Beijing’s staunch adherence to zero covid often appears puzzling to much of the developed world, where, despite much higher case numbers than China’s, blanket lockdowns are no longer considered necessary because of high vaccination rates.
Many in China, too, find it difficult to understand the strategy.
In a sign of mounting impatience, a senior epidemiologist’s response to the question “Why can’t China end epidemic control measures like other countries?” drew nearly 500 million views on the microblog Weibo on Wednesday.
In Shanghai, rapid shifts in policy are wearing out locals like Zoey Yang, a 30-year-old consultant who lives to the west of the Huangpu River.

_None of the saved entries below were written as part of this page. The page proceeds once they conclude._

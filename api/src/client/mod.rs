//! Typed client for the notes API with the read cache the web UI uses.
//!
//! Reads are cached per [`CacheKey`] and retried on transport errors and
//! 5xx responses; mutations are sent once and invalidate the entries they
//! affect.

mod cache;

pub use cache::{CacheKey, Cached, GC_TIME, QueryCache, STALE_TIME};

use crate::{
    dto::{CreateNoteRequest, ErrorResponse, UpdateNoteRequest},
    models::Note,
};
use reqwest::{RequestBuilder, Response, StatusCode};
use serde::de::DeserializeOwned;
use std::sync::Arc;
use thiserror::Error;
use tokio::time::{Duration, sleep};
use tracing::{debug, warn};

#[derive(Debug, Error)]
pub enum ClientError {
    #[error("request failed: {0}")]
    Transport(#[from] reqwest::Error),

    #[error("server responded with {status}")]
    Api {
        status: StatusCode,
        body: ErrorResponse,
    },
}

impl ClientError {
    pub fn status(&self) -> Option<StatusCode> {
        match self {
            ClientError::Transport(e) => e.status(),
            ClientError::Api { status, .. } => Some(*status),
        }
    }

    fn is_retryable(&self) -> bool {
        match self {
            ClientError::Transport(_) => true,
            ClientError::Api { status, .. } => status.is_server_error(),
        }
    }
}

/// Exponential backoff for failed reads.
#[derive(Debug, Clone, Copy, PartialEq, Eq)]
pub struct RetryPolicy {
    pub max_retries: u32,
    pub base_delay: Duration,
    pub max_delay: Duration,
}

impl Default for RetryPolicy {
    fn default() -> Self {
        Self {
            max_retries: 3,
            base_delay: Duration::from_secs(1),
            max_delay: Duration::from_secs(30),
        }
    }
}

impl RetryPolicy {
    /// Delay before retry number `attempt` (0-based).
    pub fn delay(&self, attempt: u32) -> Duration {
        self.base_delay
            .saturating_mul(2u32.saturating_pow(attempt))
            .min(self.max_delay)
    }
}

#[derive(Clone)]
pub struct NotesClient {
    http: reqwest::Client,
    base_url: String,
    cache: Arc<QueryCache>,
    retry: RetryPolicy,
}

impl NotesClient {
    /// `base_url` is the server root, e.g. `http://localhost:3000`.
    pub fn new(base_url: impl Into<String>) -> Self {
        Self {
            http: reqwest::Client::new(),
            base_url: base_url.into().trim_end_matches('/').to_string(),
            cache: Arc::new(QueryCache::default()),
            retry: RetryPolicy::default(),
        }
    }

    pub fn with_retry(mut self, retry: RetryPolicy) -> Self {
        self.retry = retry;
        self
    }

    pub fn with_cache(mut self, cache: QueryCache) -> Self {
        self.cache = Arc::new(cache);
        self
    }

    pub fn cache(&self) -> &QueryCache {
        &self.cache
    }

    pub async fn list_notes(&self) -> Result<Vec<Note>, ClientError> {
        if let Some(Cached::List(notes)) = self.cache.fresh(CacheKey::NoteList) {
            debug!("Serving note list from cache");
            return Ok(notes);
        }

        let notes: Vec<Note> = self.read(|| self.http.get(self.url("/notes"))).await?;
        self.cache.store(CacheKey::NoteList, Cached::List(notes.clone()));
        Ok(notes)
    }

    pub async fn get_note(&self, id: i64) -> Result<Note, ClientError> {
        let key = CacheKey::Note(id);
        if let Some(Cached::Note(note)) = self.cache.fresh(key) {
            debug!(note_id = id, "Serving note from cache");
            return Ok(note);
        }

        let path = format!("/notes/{id}");
        let note: Note = self.read(|| self.http.get(self.url(&path))).await?;
        self.cache.store(key, Cached::Note(note.clone()));
        Ok(note)
    }

    pub async fn create_note(
        &self,
        title: impl Into<String>,
        content: impl Into<String>,
    ) -> Result<Note, ClientError> {
        let body = CreateNoteRequest {
            title: title.into(),
            content: content.into(),
        };
        let response = self.http.post(self.url("/notes")).json(&body).send().await?;
        let note: Note = check(response).await?.json().await?;

        self.cache.invalidate(CacheKey::NoteList);
        Ok(note)
    }

    pub async fn update_note(
        &self,
        id: i64,
        changes: UpdateNoteRequest,
    ) -> Result<Note, ClientError> {
        let path = format!("/notes/{id}");
        let response = self.http.patch(self.url(&path)).json(&changes).send().await?;
        let note: Note = check(response).await?.json().await?;

        self.cache.invalidate(CacheKey::NoteList);
        self.cache.invalidate(CacheKey::Note(id));
        Ok(note)
    }

    pub async fn delete_note(&self, id: i64) -> Result<(), ClientError> {
        let path = format!("/notes/{id}");
        let response = self.http.delete(self.url(&path)).send().await?;
        check(response).await?;

        self.cache.invalidate(CacheKey::NoteList);
        self.cache.remove(CacheKey::Note(id));
        Ok(())
    }

    fn url(&self, path: &str) -> String {
        format!("{}{}", self.base_url, path)
    }

    async fn read<T, F>(&self, request: F) -> Result<T, ClientError>
    where
        T: DeserializeOwned,
        F: Fn() -> RequestBuilder,
    {
        let mut attempt = 0;
        loop {
            let result = match request().send().await {
                Ok(response) => match check(response).await {
                    Ok(response) => response.json::<T>().await.map_err(ClientError::from),
                    Err(e) => Err(e),
                },
                Err(e) => Err(ClientError::from(e)),
            };

            match result {
                Err(e) if e.is_retryable() && attempt < self.retry.max_retries => {
                    let delay = self.retry.delay(attempt);
                    attempt += 1;
                    warn!(attempt, error = %e, "Read failed, retrying in {:?}", delay);
                    sleep(delay).await;
                }
                other => return other,
            }
        }
    }
}

/// Turn a non-2xx response into `ClientError::Api`.
async fn check(response: Response) -> Result<Response, ClientError> {
    let status = response.status();
    if status.is_success() {
        return Ok(response);
    }

    let body = response.json::<ErrorResponse>().await.unwrap_or_default();
    Err(ClientError::Api { status, body })
}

She has gone through one 48-hour isolation period and is preparing for four more days at home.
“There was one day I heard the community broadcast saying that my neighborhood would be put into another lockdown starting at midnight, but the next day, that lockdown was suddenly canceled without explanation,” Yang said. “You can get really confused sometimes.”
“It’s just too difficult,” she added. “We are one of the last countries in the world to still implement a zero-covid policy. How are we going to continue doing this if we want to engage with other countries?”
For most of the pandemic, China’s coronavirus policy has, on balance, been popular at home, especially when compared with waves of rising infections and deaths in other parts of the world.
Officials occasionally acknowledge that the disruptions can be substantial but argue that the trade-off is worth it. Speaking earlier this month, Wang Hesheng, deputy director of the National Health Commission, said China’s ability to maintain regular economic activity and standards of living for most people was conditional on “sacrificing the normal lives of a tiny portion of people and controlling movement in a tiny portion of locations.”
Even as officials work on a plan to live with the virus, they continue to argue that the costs are worth it for the number of lives saved. An officially endorsed study released late last year estimated that China would soon face 630,000 infections per day if it ended international and internal restrictions in an approach similar to that of the United States.
Low vaccination rates among the elderly and concerns about domestic vaccines’ relatively poor efficacy at preventing infection make such projections especially concerning. By extrapolating from the extremely high casualty rates in Hong Kong, which also relied primarily on Chinese vaccines, Britain-based research firm Airfinity recently projected that a million people could die if an outbreak of a similar scale occurred on the Chinese mainland.
Politics feature as much as public health in official explanations for China’s divergence from much of Europe and North America. Earlier this month, Xi told a meeting of the top party officials that the country should stick with dynamic clearance, describing the policy as reflecting the “outstanding advantage of the [Chinese Communist] Party’s socialist system.”
“To persevere is to win,” he added, while also urging the need for more targeted approaches that impose fewer costs on people’s lives.
Public anger continues to be sparked by incidents of unnecessary harm as a side effect of poorly managed lockdowns. Last week, when a nurse in Shanghai died of an asthma attack after being refused admittance to her own hospital, commentators drew comparisons to a pregnant woman who lost her baby after being refused treatment in Xian.
Another sign that people are losing patience is the emergence of a genre of online comedy, loosely modeled on Soviet Union jokes about the secret police, taking aim at overly zealous enforcers of covid policy dubbed “epidemic prevention hobbyists.”
Bliss, goes one joke, is when these enforcers knock on your door in the middle of the night and tell you to quarantine because their advanced systems have identified you as a close contact of an infected person — and it turns out they want the guy down the hall.
Lyric Li in Seoul contributed to this report.